There's a story I like to tell about a trip we took with the children to Colorado. We took one of those "old abandoned gold mine" tours. The train took us about a half mile into the heart of the mountain and - what with a few elbow turns along the way - we came into contact with dark on a level I'd never experienced before. Our guide turned off all the lights until there was just one remaining.

Then he stood on a chair.

"Close your eyes and put your hand two inches in front of your face," the guide said. "Keep them closed. Now I'm going to turn out the single remaining light and I want you to open your eyes after I count to three. One... Two... Three...."

I've got to tell you the result was shocking. Not only could we not see the hand in front of our face we could see absolutely completely nothing at all. It was like there was nothing in existence any more except sound and there wasn't much of that because we were all too nervous.

About thirty seconds later - and thirty seconds is a looooonnnnng time - our guide told us all to be perfectly still and to be completely quiet because he was going to light a single wooden match. When he did the effect was amazing. We could see everything. We were in a cavern about the size of a 300 seat auditorium and there wasn't a cubic foot of the space that wasn't at least somewhat illuminated.

Well, our guide got the "WOW!" element he wanted, the tour was a success, nobody found any gold, and we all went on our way. But my mind couldn't stop working. I thought about the devastating effect even one small spark of light will always have on darkness. "The light shines in the darkness," the Living Bible phrases verse 5, "and the darkness can never extinguish it."

Here's the really cool part. Even though the wooden match produced "artificial" light, it turns out that the phosphurescent energy that illuminated our cavern was still simply a conduit for the power of the sun. All energy is derived from sunlight. Energy absorbed, stored, recalibrated, reconstituted, unearthed, transformed, released via a thousand different pathways...

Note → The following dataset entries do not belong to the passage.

//! Tokenizers for ciphers whose ciphertext is made of symbol groups rather
//! than letters.
//!
//! Each token lines up with one plaintext letter: token `i` encodes the
//! `i`th letter of the plaintext.

use itertools::Itertools;

use crate::DigitGroup;

/// Length of a Baconian group.
pub const BACONIAN_GROUP_LEN: usize = 5;
/// Length of a straddling-checkerboard token.
pub const CHECKERBOARD_TOKEN_LEN: usize = 2;

/// Removes whitespace from `s` and splits the rest into chunks of `n`
/// characters. A trailing partial chunk is dropped.
pub fn chunks(s: &str, n: usize) -> Vec<String> {
    if n == 0 {
        return vec![];
    }
    let symbols = s.chars().filter(|c| !c.is_whitespace()).collect_vec();
    symbols
        .chunks_exact(n)
        .map(|chunk| chunk.iter().collect())
        .collect()
}

/// Splits Baconian ciphertext into its 5-symbol groups.
///
/// Groups are separated by whitespace. A symbol may take several `char`s
/// (emoji with variation selectors, for example), so spaced groups are kept
/// whole. Ciphertext written as a single unbroken run is cut every
/// [`BACONIAN_GROUP_LEN`] `char`s instead.
pub fn baconian_groups(ciphertext: &str) -> Vec<String> {
    let groups = ciphertext.split_whitespace().map(str::to_owned).collect_vec();
    if groups.len() > 1 {
        groups
    } else {
        chunks(ciphertext, BACONIAN_GROUP_LEN)
    }
}

/// Splits checkerboard ciphertext into its 2-symbol tokens.
pub fn checkerboard_tokens(ciphertext: &str) -> Vec<String> {
    chunks(ciphertext, CHECKERBOARD_TOKEN_LEN)
}

/// Flattens cryptarithm groups into `(digit, letter)` cells, one per letter
/// of every group word in order.
///
/// Groups whose digit count does not match their letter count contribute
/// only the cells they can pair.
pub fn cryptarithm_cells(groups: &[DigitGroup]) -> Vec<(String, char)> {
    groups
        .iter()
        .flat_map(|group| {
            group
                .digits()
                .into_iter()
                .map(str::to_owned)
                .zip(group.letters())
                .collect_vec()
        })
        .collect()
}

/// Returns whether `s` is a valid fractionated Morse code: exactly three
/// symbols, each `.`, `-`, or `x`.
pub fn is_morse_triplet(s: &str) -> bool {
    s.chars().count() == 3 && s.chars().all(|c| matches!(c, '.' | '-' | 'x' | 'X'))
}
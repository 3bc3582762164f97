//! Structured logging for the Vantage scene engine.
//!
//! Provides structured, filterable logging via the `tracing` ecosystem:
//! console output with uptime timestamps and module paths, plus JSON file
//! logging in debug builds for post-mortem analysis. Integrates with the
//! configuration system for runtime log level control.

use std::path::Path;

use tracing_subscriber::{EnvFilter, fmt, layer::SubscriberExt, util::SubscriberInitExt};
use vantage_config::SceneConfig;

/// Initialize the tracing subscriber for the scene engine.
///
/// # Arguments
///
/// * `log_dir` - Optional directory for JSON log files (debug builds only)
/// * `debug_build` - Whether this is a debug build (enables file logging)
/// * `config` - Optional configuration providing a log level override
///
/// # Examples
///
/// ```no_run
/// use vantage_log::init_logging;
/// use vantage_config::SceneConfig;
///
/// // Basic initialization
/// init_logging(None, false, None);
///
/// // With config override
/// let config = SceneConfig::default();
/// init_logging(None, false, Some(&config));
/// ```
pub fn init_logging(log_dir: Option<&Path>, debug_build: bool, config: Option<&SceneConfig>) {
    let filter_str = match config {
        Some(config) if !config.debug.log_level.is_empty() => config.debug.log_level.clone(),
        _ => "info".to_string(),
    };

    // Base filter: info by default, overridable via RUST_LOG env var
    let env_filter =
        EnvFilter::try_from_default_env().unwrap_or_else(|_| EnvFilter::new(&filter_str));

    // Console layer: human-readable format with uptime timestamps
    let console_layer = fmt::layer()
        .with_target(true)
        .with_level(true)
        .with_timer(fmt::time::uptime());

    let subscriber = tracing_subscriber::registry()
        .with(env_filter)
        .with(console_layer);

    // In debug builds, also log to a file for post-mortem analysis
    if debug_build
        && let Some(log_dir) = log_dir
        && std::fs::create_dir_all(log_dir).is_ok()
        && let Ok(log_file) = std::fs::File::create(log_dir.join("vantage.log"))
    {
        let file_layer = fmt::layer()
            .with_writer(log_file)
            .with_ansi(false)
            .with_target(true)
            .with_timer(fmt::time::uptime())
            .json();

        subscriber.with(file_layer).init();
        return;
    }

    subscriber.init();
}

/// Create an `EnvFilter` with the default filter string.
pub fn default_env_filter() -> EnvFilter {
    EnvFilter::new("info")
}
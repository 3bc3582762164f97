//! Geometry primitives for the Vantage scene engine: view-frustum extraction
//! and point containment tests built on `glam`.

mod frustum;

pub use frustum::{Frustum, FrustumCuller};
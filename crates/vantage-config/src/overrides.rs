//! Partial configuration overrides applied between frames.
//!
//! Callers hot-update a live config by building an override struct with
//! only the fields they want to change; `None` fields leave the existing
//! value untouched.

use serde::{Deserialize, Serialize};

use crate::config::{LayoutAlgorithm, LayoutConfig, LodConfig, LodLevel};

/// Option-field overrides merged over an existing [`LodConfig`].
#[derive(Debug, Clone, Default, Serialize, Deserialize, PartialEq)]
#[serde(default)]
pub struct LodOverrides {
    /// Replace the whole tier ladder.
    pub levels: Option<Vec<LodLevel>>,
    pub adaptive_quality: Option<bool>,
    pub performance_target: Option<f32>,
    pub max_render_distance: Option<f32>,
    pub frustum_culling: Option<bool>,
    pub occlusion_culling: Option<bool>,
    pub thinning_complexity_threshold: Option<f32>,
}

impl LodConfig {
    /// Merge the given overrides over this config.
    pub fn apply_overrides(&mut self, overrides: &LodOverrides) {
        if let Some(ref levels) = overrides.levels {
            self.levels = levels.clone();
        }
        if let Some(adaptive) = overrides.adaptive_quality {
            self.adaptive_quality = adaptive;
        }
        if let Some(target) = overrides.performance_target {
            self.performance_target = target;
        }
        if let Some(distance) = overrides.max_render_distance {
            self.max_render_distance = distance;
        }
        if let Some(frustum) = overrides.frustum_culling {
            self.frustum_culling = frustum;
        }
        if let Some(occlusion) = overrides.occlusion_culling {
            self.occlusion_culling = occlusion;
        }
        if let Some(threshold) = overrides.thinning_complexity_threshold {
            self.thinning_complexity_threshold = threshold;
        }
    }
}

/// Option-field overrides merged over an existing [`LayoutConfig`].
#[derive(Debug, Clone, Default, Serialize, Deserialize, PartialEq)]
#[serde(default)]
pub struct LayoutOverrides {
    pub algorithm: Option<LayoutAlgorithm>,
    pub spacing: Option<f32>,
    pub cluster_radius: Option<f32>,
    pub force_strength: Option<f32>,
    pub iterations: Option<usize>,
    pub center_attraction: Option<f32>,
    pub repulsion_strength: Option<f32>,
    pub seed: Option<u64>,
}

impl LayoutConfig {
    /// Merge the given overrides over this config.
    pub fn apply_overrides(&mut self, overrides: &LayoutOverrides) {
        if let Some(algorithm) = overrides.algorithm {
            self.algorithm = algorithm;
        }
        if let Some(spacing) = overrides.spacing {
            self.spacing = spacing;
        }
        if let Some(radius) = overrides.cluster_radius {
            self.cluster_radius = radius;
        }
        if let Some(strength) = overrides.force_strength {
            self.force_strength = strength;
        }
        if let Some(iterations) = overrides.iterations {
            self.iterations = iterations;
        }
        if let Some(attraction) = overrides.center_attraction {
            self.center_attraction = attraction;
        }
        if let Some(repulsion) = overrides.repulsion_strength {
            self.repulsion_strength = repulsion;
        }
        if let Some(seed) = overrides.seed {
            self.seed = seed;
        }
    }
}
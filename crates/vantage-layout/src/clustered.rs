//! Clustered layout: members scattered around their cluster center.

use std::collections::HashMap;
use std::f32::consts::TAU;

use glam::Vec3;
use rand::Rng;
use rand_chacha::ChaCha8Rng;

use vantage_config::LayoutConfig;
use vantage_scene::Artifact;

use crate::cluster::build_clusters;

/// Scatter each cluster's members around its center.
///
/// Members land at a random angle, a radial distance of 0.3..0.7 of the
/// cluster radius, and a small vertical jitter, all drawn from the
/// injected RNG.
pub(crate) fn apply(artifacts: &mut [Artifact], config: &LayoutConfig, rng: &mut ChaCha8Rng) {
    let clusters = build_clusters(artifacts, config.cluster_radius);

    let index_of: HashMap<&str, usize> = artifacts
        .iter()
        .enumerate()
        .map(|(i, a)| (a.id.as_str(), i))
        .collect();

    // Draw offsets first: `index_of` borrows the slice immutably.
    let mut placements: Vec<(usize, Vec3)> = Vec::with_capacity(artifacts.len());
    for cluster in &clusters {
        for id in &cluster.member_ids {
            let Some(&index) = index_of.get(id.as_str()) else {
                continue;
            };
            let angle = rng.random::<f32>() * TAU;
            let radial = rng.random_range(0.3..0.7) * cluster.radius;
            let jitter = rng.random_range(-1.0..1.0);
            let offset = Vec3::new(angle.cos() * radial, jitter, angle.sin() * radial);
            placements.push((index, cluster.center + offset));
        }
    }

    for (index, position) in placements {
        artifacts[index].position = position;
    }
}

#[cfg(test)]
mod tests {
    use super::*;
    use rand::SeedableRng;
    use vantage_config::LayoutConfig;

    fn rng(seed: u64) -> ChaCha8Rng {
        ChaCha8Rng::seed_from_u64(seed)
    }

    fn artifact(id: &str, file_path: &str) -> Artifact {
        Artifact::new(id, file_path)
    }

    /// Members stay within their cluster's placement annulus.
    #[test]
    fn test_members_stay_near_their_center() {
        let mut artifacts = vec![
            artifact("a", "/src/models/a.rs"),
            artifact("b", "/src/models/b.rs"),
            artifact("c", "/src/models/c.rs"),
            artifact("d", "/src/models/d.rs"),
        ];
        let config = LayoutConfig::default();
        apply(&mut artifacts, &config, &mut rng(3));

        let clusters = build_clusters(&artifacts, config.cluster_radius);
        let center = clusters[0].center;
        let radius = clusters[0].radius;
        for a in &artifacts {
            let horizontal = Vec3::new(a.position.x - center.x, 0.0, a.position.z - center.z);
            let distance = horizontal.length();
            assert!(
                distance >= 0.3 * radius - 1e-4 && distance <= 0.7 * radius + 1e-4,
                "{} landed at radial distance {distance} for radius {radius}",
                a.id
            );
            assert!((a.position.y - center.y).abs() <= 1.0);
        }
    }

    /// Same seed, same inputs: identical placements.
    #[test]
    fn test_deterministic_for_fixed_seed() {
        let make = || {
            vec![
                artifact("a", "/src/models/a.rs"),
                artifact("b", "/src/models/b.rs"),
                artifact("solo", "/scripts/solo.rs"),
            ]
        };
        let config = LayoutConfig::default();
        let mut first = make();
        let mut second = make();
        apply(&mut first, &config, &mut rng(11));
        apply(&mut second, &config, &mut rng(11));
        for (a, b) in first.iter().zip(&second) {
            assert_eq!(a.position, b.position);
        }
    }

    /// Unclustered artifacts scatter around the misc center above the
    /// origin.
    #[test]
    fn test_misc_members_scatter_above_origin() {
        let mut artifacts = vec![
            artifact("a", "/src/models/a.rs"),
            artifact("b", "/src/models/b.rs"),
            artifact("solo", "/scripts/solo.rs"),
        ];
        let config = LayoutConfig::default();
        apply(&mut artifacts, &config, &mut rng(5));
        let solo = &artifacts[2];
        assert!(
            (solo.position.y - config.cluster_radius).abs() <= 1.0,
            "misc member should hover near the misc center height"
        );
    }
}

Right back at the beginning of John's Gospel there's some discussion regarding the role of human beings who feel called to play the part of the match in a dark cave. "There came a man who was sent from God; his name was John. He came as a witness to testify concerning that light..."

This is the life force DYNAMITE that was resident in and through God even before the very beginning, and it is at the heart of everything – all creativity; all joy; all life and discovery and goodness and verve.

Oh yeah, it's still raining here; more fuel for the beautiful Spring to come.
- DEREK

1 comment:

Naomi said...

Very nice daddy! I remember that blackout nervousness!